AIM OF THE TASK: After finding the line that contains "let code = |position: usize|" in the material below, print that line and all subsequent lines exactly, up to and including the last.

DATA PROVIDED:
───
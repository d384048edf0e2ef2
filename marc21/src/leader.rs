use std::ops::Range;

use nom::{character::complete::digit1, combinator::all_consuming};

use crate::{report, Diagnostic, DiagnosticKind, FIELD_TERMINATOR, LEADER_LENGTH, RECORD_TERMINATOR};

/// The fixed 24 byte head of a record.
#[derive(Debug, Clone, PartialEq)]
pub struct Leader {
    pub record_length: usize,
    pub record_status: char,
    pub type_of_record: char,
    pub bibliographic_level: char,
    pub type_of_control: char,
    pub character_coding_scheme: char,
    pub indicator_count: usize,
    pub subfield_code_count: usize,
    pub base_address_of_data: usize,
    pub encoding_level: char,
    pub descriptive_cataloging_form: char,
    pub multipart_resource_record_level: char,
    pub length_of_field_length: usize,
    pub starting_character_position_length: usize,
    pub implementation_defined_length: usize,
    pub span: Range<usize>,
    pub diagnostics: Vec<Diagnostic>,
}

/// Parses a run of ASCII digits that spans all of `bytes`.
pub(crate) fn number(bytes: &[u8]) -> Option<usize> {
    let (_, digits) = all_consuming(digit1::<_, nom::error::Error<&[u8]>>)(bytes).ok()?;
    std::str::from_utf8(digits).ok()?.parse().ok()
}

impl Leader {
    /// Parses the leader at the start of `record`, which holds at
    /// least 24 bytes.
    pub(crate) fn parse(record: &[u8], origin: usize) -> Leader {
        let mut diagnostics = Vec::new();
        let mut numeric = |name: &str, range: Range<usize>, fallback: usize| {
            number(&record[range.clone()]).unwrap_or_else(|| {
                report(
                    &mut diagnostics,
                    Diagnostic::warning(
                        DiagnosticKind::InvalidValue,
                        format!(
                            "{name} {:?} is not a number, assuming {fallback}",
                            String::from_utf8_lossy(&record[range.clone()])
                        ),
                        origin + range.start..origin + range.end,
                    ),
                );
                fallback
            })
        };
        let scanned_length = record
            .iter()
            .position(|b| *b == RECORD_TERMINATOR)
            .map_or(record.len(), |p| p + 1);
        let scanned_base = record[LEADER_LENGTH..]
            .iter()
            .position(|b| *b == FIELD_TERMINATOR)
            .map_or(LEADER_LENGTH, |p| LEADER_LENGTH + p + 1);

        let record_length = numeric("record length", 0..5, scanned_length);
        let indicator_count = numeric("indicator count", 10..11, 2);
        let subfield_code_count = numeric("subfield code count", 11..12, 2);
        let base_address_of_data = numeric("base address of data", 12..17, scanned_base);
        let length_of_field_length = numeric("length of field length", 20..21, 4);
        let starting_character_position_length =
            numeric("length of starting character position", 21..22, 5);
        let implementation_defined_length =
            numeric("length of implementation defined portion", 22..23, 0);

        if base_address_of_data < LEADER_LENGTH || base_address_of_data > record_length {
            report(
                &mut diagnostics,
                Diagnostic::warning(
                    DiagnosticKind::InvalidValue,
                    format!(
                        "base address of data {base_address_of_data} lies outside the record"
                    ),
                    origin + 12..origin + 17,
                ),
            );
        }

        let code = |position: usize| record[position] as char;
        Leader {
            record_length,
            record_status: code(5),
            type_of_record: code(6),
            bibliographic_level: code(7),
            type_of_control: code(8),
            character_coding_scheme: code(9),
            indicator_count,
            subfield_code_count,
            base_address_of_data,
            encoding_level: code(17),
            descriptive_cataloging_form: code(18),
            multipart_resource_record_level: code(19),
            length_of_field_length,
            starting_character_position_length,
            implementation_defined_length,
            span: origin..origin + LEADER_LENGTH,
            diagnostics,
        }
    }

    /// Width of one directory entry
    pub fn entry_width(&self) -> usize {
        3 + self.length_of_field_length
            + self.starting_character_position_length
            + self.implementation_defined_length
    }
}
───
TASK SOLUTION:
        let code = |position: usize| record[position] as char;
        Leader {
            record_length,
            record_status: code(5),
            type_of_record: code(6),
            bibliographic_level: code(7),
            type_of_control: code(8),
            character_coding_scheme: code(9),
            indicator_count,
            subfield_code_count,
            base_address_of_data,
            encoding_level: code(17),
            descriptive_cataloging_form: code(18),
            multipart_resource_record_level: code(19),
            length_of_field_length,
            starting_character_position_length,
            implementation_defined_length,
            span: origin..origin + LEADER_LENGTH,
            diagnostics,
        }
    }

    /// Width of one directory entry
    pub fn entry_width(&self) -> usize {
        3 + self.length_of_field_length
            + self.starting_character_position_length
            + self.implementation_defined_length
    }
}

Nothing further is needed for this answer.